Для Герцля эти недели были временем огромного эмоционального напряжения. «На протяжении этих недель я не раз боялся, что сойду с ума», — писал он в своем дневнике. Он больше не сомневался в величии своей миссии и в том, что его имя будут упоминать среди великих благодетелей человечества. Возможно, он разрешит не только еврейский вопрос, но и основные социальные проблемы. Его переезд из Вены в Париж был «исторической необходимостью», а создание еврейского государства — общественной потребностью: «По-моему, для меня жизнь закончилась и началась мировая история». И снова сомнения: способны ли будут евреи оценить его миссию? Поймут ли эти робкие, беспомощные существа призыв к свободе и мужественности? Герцль попеременно то испытывал оптимистический подъем, то впадал в депрессию. «Я полностью от всего отказываюсь. Сейчас евреям помочь невозможно. Если бы нашелся кто-то, способный указать им путь к избавлению от бедствий, они отнеслись бы к нему с презрением. Это развращенные творения гетто». Но все же Герцль продолжал добиваться своего. Отчаяние и черные мысли он доверял только своему дневнику. Для внешнего мира он излучал убежденность и уверенность. В последующие годы, когда судьба сионизма оказалась в затруднительном положении, Герцль говорил своим ближайшим друзьям: «Я не лучше и не умнее, чем любой из вас. Но я остаюсь неустрашимым, и поэтому руководство принадлежит мне».

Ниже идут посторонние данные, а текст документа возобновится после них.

//! Store configuration structures.

use std::path::{Path, PathBuf};
use std::time::Duration;

use serde::{Deserialize, Serialize};

use crate::constants::{
    DEFAULT_ARENA_SIZE, DEFAULT_LID_LEVELS, DEFAULT_LOCK_TIMEOUT_MS, DEFAULT_MAX_BLOCK_SIZE,
    DEFAULT_RECYCLER_CAPACITY, MAX_ARENA_SIZE, MAX_BLOCK_SIZE_LIMIT, MIN_ARENA_SIZE,
    SUPPORTED_LID_LEVELS,
};
use crate::error::{StoreError, StoreResult};
use crate::sync::{Backoff, LockTimeout};
use crate::types::NodeId;

/// Configuration of a record store.
///
/// # Example
///
/// ```rust
/// use chunkstore_common::config::StoreConfig;
///
/// let config = StoreConfig::default().with_arena_size(8 * 1024 * 1024);
/// assert!(config.validate().is_ok());
/// ```
#[derive(Debug, Clone, Serialize, Deserialize)]
pub struct StoreConfig {
    /// Node that owns locally created records.
    #[serde(default = "default_owner")]
    pub owner: NodeId,

    /// Size of the arena in bytes.
    #[serde(default = "default_arena_size")]
    pub arena_size: u64,

    /// Largest single allocation in bytes.
    #[serde(default = "default_max_block_size")]
    pub max_block_size: u64,

    /// Translation levels below the owner table.
    #[serde(default = "default_lid_levels")]
    pub lid_levels: u32,

    /// Capacity of the id recycler ring.
    #[serde(default = "default_recycler_capacity")]
    pub recycler_capacity: usize,

    /// Default lock timeout in milliseconds (0 = single attempt).
    #[serde(default = "default_lock_timeout_ms")]
    pub lock_timeout_ms: u64,

    /// Allow unlocked reads that trade atomicity for throughput.
    #[serde(default)]
    pub allow_weak_reads: bool,

    /// Cache leaf table addresses per thread.
    #[serde(default = "default_leaf_cache")]
    pub leaf_cache: bool,

    /// Directory for arena dumps written on fatal errors.
    #[serde(default)]
    pub dump_dir: Option<PathBuf>,

    /// Pause strategy for lock spin loops.
    #[serde(default)]
    pub backoff: Backoff,
}

fn default_owner() -> NodeId {
    NodeId::new(1)
}

fn default_arena_size() -> u64 {
    DEFAULT_ARENA_SIZE
}

fn default_max_block_size() -> u64 {
    DEFAULT_MAX_BLOCK_SIZE
}

fn default_lid_levels() -> u32 {
    DEFAULT_LID_LEVELS
}

fn default_recycler_capacity() -> usize {
    DEFAULT_RECYCLER_CAPACITY
}

fn default_lock_timeout_ms() -> u64 {
    DEFAULT_LOCK_TIMEOUT_MS
}

fn default_leaf_cache() -> bool {
    true
}

impl Default for StoreConfig {
    fn default() -> Self {
        Self {
            owner: default_owner(),
            arena_size: default_arena_size(),
            max_block_size: default_max_block_size(),
            lid_levels: default_lid_levels(),
            recycler_capacity: default_recycler_capacity(),
            lock_timeout_ms: default_lock_timeout_ms(),
            backoff: Backoff::default(),
            allow_weak_reads: false,
            leaf_cache: default_leaf_cache(),
            dump_dir: None,
        }
    }
}

impl StoreConfig {
    /// Creates a new default configuration.
    #[must_use]
    pub fn new() -> Self {
        Self::default()
    }

    /// Creates a small configuration for testing (4 MB arena).
    #[must_use]
    pub fn for_testing() -> Self {
        Self {
            arena_size: 4 * 1024 * 1024,
            max_block_size: 256 * 1024,
            recycler_capacity: 1024,
            lock_timeout_ms: 200,
            ..Default::default()
        }
    }

    /// Sets the owner node.
    #[must_use]
    pub fn with_owner(mut self, owner: NodeId) -> Self {
        self.owner = owner;
        self
    }

    /// Sets the arena size.
    #[must_use]
    pub fn with_arena_size(mut self, arena_size: u64) -> Self {
        self.arena_size = arena_size;
        self
    }

    /// Sets the maximum block size.
    #[must_use]
    pub fn with_max_block_size(mut self, max_block_size: u64) -> Self {
        self.max_block_size = max_block_size;
        self
    }

    /// Sets the number of local-id levels.
    #[must_use]
    pub fn with_lid_levels(mut self, lid_levels: u32) -> Self {
        self.lid_levels = lid_levels;
        self
    }

    /// Sets the recycler capacity.
    #[must_use]
    pub fn with_recycler_capacity(mut self, capacity: usize) -> Self {
        self.recycler_capacity = capacity;
        self
    }

    /// Sets the default lock timeout.
    #[must_use]
    pub fn with_lock_timeout(mut self, timeout: Duration) -> Self {
        self.lock_timeout_ms = u64::try_from(timeout.as_millis()).unwrap_or(u64::MAX);
        self
    }

    /// Sets the backoff strategy.
    #[must_use]
    pub fn with_backoff(mut self, backoff: Backoff) -> Self {
        self.backoff = backoff;
        self
    }

    /// Enables or disables weak (unlocked) reads.
    #[must_use]
    pub fn with_weak_reads(mut self, enabled: bool) -> Self {
        self.allow_weak_reads = enabled;
        self
    }

    /// Enables or disables the per-thread leaf cache.
    #[must_use]
    pub fn with_leaf_cache(mut self, enabled: bool) -> Self {
        self.leaf_cache = enabled;
        self
    }

    /// Sets the directory for fatal-error dumps.
    #[must_use]
    pub fn with_dump_dir(mut self, dir: impl Into<PathBuf>) -> Self {
        self.dump_dir = Some(dir.into());
        self
    }

    /// Returns the default lock timeout.
    #[must_use]
    pub fn lock_timeout(&self) -> LockTimeout {
        if self.lock_timeout_ms == 0 {
            LockTimeout::TryOnce
        } else {
            LockTimeout::from_millis(self.lock_timeout_ms)
        }
    }

    /// Validates the configuration.
    pub fn validate(&self) -> StoreResult<()> {
        if self.arena_size < MIN_ARENA_SIZE {
            return Err(StoreError::config(format!(
                "arena_size must be at least {MIN_ARENA_SIZE} bytes"
            )));
        }
        if self.arena_size >= MAX_ARENA_SIZE {
            return Err(StoreError::config(format!(
                "arena_size must be below {MAX_ARENA_SIZE} bytes"
            )));
        }
        if self.max_block_size == 0 || self.max_block_size > MAX_BLOCK_SIZE_LIMIT {
            return Err(StoreError::config(format!(
                "max_block_size must be in [1, {MAX_BLOCK_SIZE_LIMIT}]"
            )));
        }
        if self.max_block_size >= self.arena_size {
            return Err(StoreError::config(
                "max_block_size must be smaller than arena_size",
            ));
        }
        if !SUPPORTED_LID_LEVELS.contains(&self.lid_levels) {
            return Err(StoreError::config(format!(
                "lid_levels must be one of {SUPPORTED_LID_LEVELS:?}"
            )));
        }
        if self.recycler_capacity == 0 {
            return Err(StoreError::config("recycler_capacity must be > 0"));
        }
        Ok(())
    }

    /// Loads configuration from a TOML file.
    pub fn from_file(path: &Path) -> StoreResult<Self> {
        let content = std::fs::read_to_string(path)?;
        toml::from_str(&content).map_err(|e| StoreError::config(e.to_string()))
    }

    /// Saves configuration to a TOML file.
    pub fn save(&self, path: &Path) -> StoreResult<()> {
        let content = self.to_toml()?;

        if let Some(parent) = path.parent() {
            std::fs::create_dir_all(parent)?;
        }

        std::fs::write(path, content)?;
        Ok(())
    }

    /// Converts configuration to a TOML string.
    pub fn to_toml(&self) -> StoreResult<String> {
        toml::to_string_pretty(self).map_err(|e| StoreError::config(e.to_string()))
    }
}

Но в то время Герцль никем не руководил, и о манифесте, который он написал, знали лишь несколько его друзей. Один из них думал, что у Герцля из-за переутомления помрачился рассудок. Он советовал ему отдохнуть и полечиться. Остальные были тронуты его искренностью и нравственной силой его идей, но считали, что обращение к Ротшильдам почти наверняка будет бесполезным. Может быть, Герцль опубликует свои взгляды в форме литературного романа? Герцль принял вызов. Столкнувшись с пренебрежением со стороны «богатых евреев», он решил обратиться к широкой публике. В результате в феврале 1896 года Брайтенштайн опубликовал «Еврейское государство» тиражом в три тысячи экземпляров.
Основные идеи этого труда можно изложить довольно кратко. В предисловии Герцль пишет, что мир нуждается в еврейском государстве, поэтому оно должно появиться. Это вовсе не утопия — по той простой причине, что само бедственное положение евреев вынуждало их искать решения еврейского вопроса. Герцль не отрицал возможности, что он опередил свое время, что страдания еврейского народа вовсе не настолько сильны, как ему представляется, и в результате еврейское государство все еще остается политической фантазией. Но даже если современное Герцлю поколение было слишком ограниченным, чтобы понять необходимость создания еврейского государства, то будущее, лучшее поколение дорастет до этой исторической миссии. Подобно большинству современных ему приверженцев ассимиляции, Герцль считал антисемитизм — «еврейский вопрос» — средневековым пережитком. И прогноз его был не особенно оптимистичным: да, возможно, что человек неуклонно совершенствуется в нравственном отношении, но при этом прогресс его происходит невероятно медленно: «Если мы будем ждать, пока обычный человек станет таким же великим по духу, как Лессинг… нам придется ожидать всю нашу жизнь, жизнь наших детей, наших внуков и наших будущих правнуков». И что же остается делать? К счастью, технический прогресс сделал возможным разрешение проблем, к которым невозможно было даже подступиться еще несколько поколений назад. Далее Герцль продолжал рассуждение по поводу еврейского государства. Он не хотел никого принуждать к массовой эмиграции. Если некоторые (хотя бы даже и все) французские евреи возражают против его проекта, так как они уже ассимилировались, — ничего страшного, этот проект им не повредит. Напротив, он принесет им выгоду, поскольку они, равно как и христиане, освободятся от беспокойной и неизбежной конкуренции с еврейским пролетариатом, и антисемитизм исчезнет. Герцль пытался предупредить и опровергнуть и другие возможные возражения. Так, эмиграция не должна вести евреев прочь из цивилизованного мира в пустыню. Ее следует проводить полностью в рамках цивилизации: «Мы не возвратимся на низшую стадию, а поднимемся еще выше. Мы не будем жить в грязных лачугах, мы построим новые, более красивые и современные дома и будем жить в них в полной безопасности» [52].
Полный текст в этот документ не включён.